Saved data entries
┌──

//! Distance and similarity functions between weight vectors.
//!
//! The k-means engine never hard-codes a metric: it asks a [`DistanceMetric`]
//! for a score and for which of two scores is "closer". Distances are minimized,
//! similarities are maximized, and the rest of the engine (seeding, assignment,
//! convergence) follows that orientation.

use std::fmt;
use std::str::FromStr;

use crate::error::{Error, Result};

/// Whether smaller or larger scores mean two vectors are closer.
#[derive(Debug, Clone, Copy, PartialEq, Eq)]
pub enum Orientation {
    /// Smaller is closer (`0` for identical vectors).
    Distance,
    /// Larger is closer (`1` for vectors pointing the same way).
    Similarity,
}

/// A pluggable score between two equally long weight vectors.
pub trait DistanceMetric: fmt::Debug + Send + Sync {
    /// Short identifier used in logs.
    fn name(&self) -> &'static str;

    /// Score between `a` and `b`. Fails with `LengthMismatch` on unequal lengths.
    fn measure(&self, a: &[f64], b: &[f64]) -> Result<f64>;

    fn orientation(&self) -> Orientation {
        Orientation::Distance
    }

    /// True if `candidate` is strictly closer than `best`.
    fn is_closer(&self, candidate: f64, best: f64) -> bool {
        match self.orientation() {
            Orientation::Distance => candidate < best,
            Orientation::Similarity => candidate > best,
        }
    }

    /// Starting value for a "best so far" search; every real score beats it.
    fn worst(&self) -> f64 {
        match self.orientation() {
            Orientation::Distance => f64::INFINITY,
            Orientation::Similarity => f64::NEG_INFINITY,
        }
    }

    /// Non-negative k-means++ selection weight for a point whose score against
    /// its nearest chosen centroid is `score`. Far points weigh more.
    fn seeding_weight(&self, score: f64) -> f64 {
        match self.orientation() {
            Orientation::Distance => score.max(0.0),
            Orientation::Similarity => (1.0 - score).max(0.0),
        }
    }
}

fn check_lengths(a: &[f64], b: &[f64]) -> Result<()> {
    if a.len() != b.len() {
        return Err(Error::LengthMismatch {
            left: a.len(),
            right: b.len(),
        });
    }
    Ok(())
}

/// `sum((a_i - b_i)^2)`
pub fn squared_euclidean(a: &[f64], b: &[f64]) -> Result<f64> {
    check_lengths(a, b)?;
    Ok(a.iter().zip(b).map(|(x, y)| (x - y) * (x - y)).sum())
}

/// Textbook Euclidean distance, `sqrt(sum((a_i - b_i)^2))`.
pub fn euclidean(a: &[f64], b: &[f64]) -> Result<f64> {
    squared_euclidean(a, b).map(f64::sqrt)
}

/// `(a . b) / (|a| |b|)`.
///
/// Zero vectors have no direction, so the ratio is undefined for them. The
/// sentinel is `1.0` when both vectors are all-zero (they are identical) and
/// `0.0` when only one is (treated as orthogonal).
pub fn cosine_similarity(a: &[f64], b: &[f64]) -> Result<f64> {
    check_lengths(a, b)?;
    let mut dot = 0.0;
    let mut norm_a = 0.0;
    let mut norm_b = 0.0;
    for (x, y) in a.iter().zip(b) {
        dot += x * y;
        norm_a += x * x;
        norm_b += y * y;
    }
    match (norm_a == 0.0, norm_b == 0.0) {
        (true, true) => Ok(1.0),
        (true, false) | (false, true) => Ok(0.0),
        (false, false) => Ok(dot / (norm_a.sqrt() * norm_b.sqrt())),
    }
}

/// Squared Euclidean distance; the default k-means metric.
#[derive(Debug, Clone, Copy, Default)]
pub struct SquaredEuclidean;

impl DistanceMetric for SquaredEuclidean {
    fn name(&self) -> &'static str {
        "squared-euclidean"
    }

    fn measure(&self, a: &[f64], b: &[f64]) -> Result<f64> {
        squared_euclidean(a, b)
    }
}

#[derive(Debug, Clone, Copy, Default)]
pub struct Euclidean;

impl DistanceMetric for Euclidean {
    fn name(&self) -> &'static str {
        "euclidean"
    }

    fn measure(&self, a: &[f64], b: &[f64]) -> Result<f64> {
        euclidean(a, b)
    }
}

/// Cosine similarity; clusters ballots by the shape of their support rather
/// than its size.
#[derive(Debug, Clone, Copy, Default)]
pub struct Cosine;

impl DistanceMetric for Cosine {
    fn name(&self) -> &'static str {
        "cosine"
    }

    fn measure(&self, a: &[f64], b: &[f64]) -> Result<f64> {
        cosine_similarity(a, b)
    }

    fn orientation(&self) -> Orientation {
        Orientation::Similarity
    }
}

/// Named metric selector used in configurations.
#[derive(Debug, Clone, Copy, PartialEq, Eq, Default)]
pub enum Metric {
    #[default]
    SquaredEuclidean,
    Euclidean,
    Cosine,
}

impl Metric {
    pub fn as_metric(&self) -> &'static dyn DistanceMetric {
        match self {
            Metric::SquaredEuclidean => &SquaredEuclidean,
            Metric::Euclidean => &Euclidean,
            Metric::Cosine => &Cosine,
        }
    }
}

impl fmt::Display for Metric {
    fn fmt(&self, f: &mut fmt::Formatter<'_>) -> fmt::Result {
        f.write_str(self.as_metric().name())
    }
}

impl FromStr for Metric {
    type Err = Error;

    fn from_str(s: &str) -> Result<Self> {
        match s {
            "squared-euclidean" => Ok(Metric::SquaredEuclidean),
            "euclidean" => Ok(Metric::Euclidean),
            "cosine" => Ok(Metric::Cosine),
            other => Err(Error::invalid_config(format!("unknown metric '{}'", other))),
        }
    }
}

└──

◆ Aim of the exercise ◆
Print each record again. Nothing may be left out.

◆ Task response ◆
//! Distance and similarity functions between weight vectors.
//!
//! The k-means engine never hard-codes a metric: it asks a [`DistanceMetric`]
//! for a score and for which of two scores is "closer". Distances are minimized,
//! similarities are maximized, and the rest of the engine (seeding, assignment,
//! convergence) follows that orientation.

use std::fmt;
use std::str::FromStr;

use crate::error::{Error, Result};

/// Whether smaller or larger scores mean two vectors are closer.
#[derive(Debug, Clone, Copy, PartialEq, Eq)]
pub enum Orientation {
    /// Smaller is closer (`0` for identical vectors).
    Distance,
    /// Larger is closer (`1` for vectors pointing the same way).
    Similarity,
}

/// A pluggable score between two equally long weight vectors.
pub trait DistanceMetric: fmt::Debug + Send + Sync {
    /// Short identifier used in logs.
    fn name(&self) -> &'static str;

    /// Score between `a` and `b`. Fails with `LengthMismatch` on unequal lengths.
    fn measure(&self, a: &[f64], b: &[f64]) -> Result<f64>;

    fn orientation(&self) -> Orientation {
        Orientation::Distance
    }

    /// True if `candidate` is strictly closer than `best`.
    fn is_closer(&self, candidate: f64, best: f64) -> bool {
        match self.orientation() {
            Orientation::Distance => candidate < best,
            Orientation::Similarity => candidate > best,
        }
    }

    /// Starting value for a "best so far" search; every real score beats it.
    fn worst(&self) -> f64 {
        match self.orientation() {
            Orientation::Distance => f64::INFINITY,
            Orientation::Similarity => f64::NEG_INFINITY,
        }
    }

    /// Non-negative k-means++ selection weight for a point whose score against
    /// its nearest chosen centroid is `score`. Far points weigh more.
    fn seeding_weight(&self, score: f64) -> f64 {
        match self.orientation() {
            Orientation::Distance => score.max(0.0),
            Orientation::Similarity => (1.0 - score).max(0.0),
        }
    }
}

fn check_lengths(a: &[f64], b: &[f64]) -> Result<()> {
    if a.len() != b.len() {
        return Err(Error::LengthMismatch {
            left: a.len(),
            right: b.len(),
        });
    }
    Ok(())
}

/// `sum((a_i - b_i)^2)`
pub fn squared_euclidean(a: &[f64], b: &[f64]) -> Result<f64> {
    check_lengths(a, b)?;
    Ok(a.iter().zip(b).map(|(x, y)| (x - y) * (x - y)).sum())
}

/// Textbook Euclidean distance, `sqrt(sum((a_i - b_i)^2))`.
pub fn euclidean(a: &[f64], b: &[f64]) -> Result<f64> {
    squared_euclidean(a, b).map(f64::sqrt)
}

/// `(a . b) / (|a| |b|)`.
///
/// Zero vectors have no direction, so the ratio is undefined for them. The
/// sentinel is `1.0` when both vectors are all-zero (they are identical) and
/// `0.0` when only one is (treated as orthogonal).
pub fn cosine_similarity(a: &[f64], b: &[f64]) -> Result<f64> {
    check_lengths(a, b)?;
    let mut dot = 0.0;
    let mut norm_a = 0.0;
    let mut norm_b = 0.0;
    for (x, y) in a.iter().zip(b) {
        dot += x * y;
        norm_a += x * x;
        norm_b += y * y;
    }
    match (norm_a == 0.0, norm_b == 0.0) {
        (true, true) => Ok(1.0),
        (true, false) | (false, true) => Ok(0.0),
        (false, false) => Ok(dot / (norm_a.sqrt() * norm_b.sqrt())),
    }
}

/// Squared Euclidean distance; the default k-means metric.
#[derive(Debug, Clone, Copy, Default)]
pub struct SquaredEuclidean;

impl DistanceMetric for SquaredEuclidean {
    fn name(&self) -> &'static str {
        "squared-euclidean"
    }

    fn measure(&self, a: &[f64], b: &[f64]) -> Result<f64> {
        squared_euclidean(a, b)
    }
}

#[derive(Debug, Clone, Copy, Default)]
pub struct Euclidean;

impl DistanceMetric for Euclidean {
    fn name(&self) -> &'static str {
        "euclidean"
    }

    fn measure(&self, a: &[f64], b: &[f64]) -> Result<f64> {
        euclidean(a, b)
    }
}

/// Cosine similarity; clusters ballots by the shape of their support rather
/// than its size.
#[derive(Debug, Clone, Copy, Default)]
pub struct Cosine;

impl DistanceMetric for Cosine {
    fn name(&self) -> &'static str {
        "cosine"
    }

    fn measure(&self, a: &[f64], b: &[f64]) -> Result<f64> {
        cosine_similarity(a, b)
    }

    fn orientation(&self) -> Orientation {
        Orientation::Similarity
    }
}

/// Named metric selector used in configurations.
#[derive(Debug, Clone, Copy, PartialEq, Eq, Default)]
pub enum Metric {
    #[default]
    SquaredEuclidean,
    Euclidean,
    Cosine,
}

impl Metric {
    pub fn as_metric(&self) -> &'static dyn DistanceMetric {
        match self {
            Metric::SquaredEuclidean => &SquaredEuclidean,
            Metric::Euclidean => &Euclidean,
            Metric::Cosine => &Cosine,
        }
    }
}

impl fmt::Display for Metric {
    fn fmt(&self, f: &mut fmt::Formatter<'_>) -> fmt::Result {
        f.write_str(self.as_metric().name())
    }
}

impl FromStr for Metric {
    type Err = Error;

    fn from_str(s: &str) -> Result<Self> {
        match s {
            "squared-euclidean" => Ok(Metric::SquaredEuclidean),
            "euclidean" => Ok(Metric::Euclidean),
            "cosine" => Ok(Metric::Cosine),
            other => Err(Error::invalid_config(format!("unknown metric '{}'", other))),
        }
    }
}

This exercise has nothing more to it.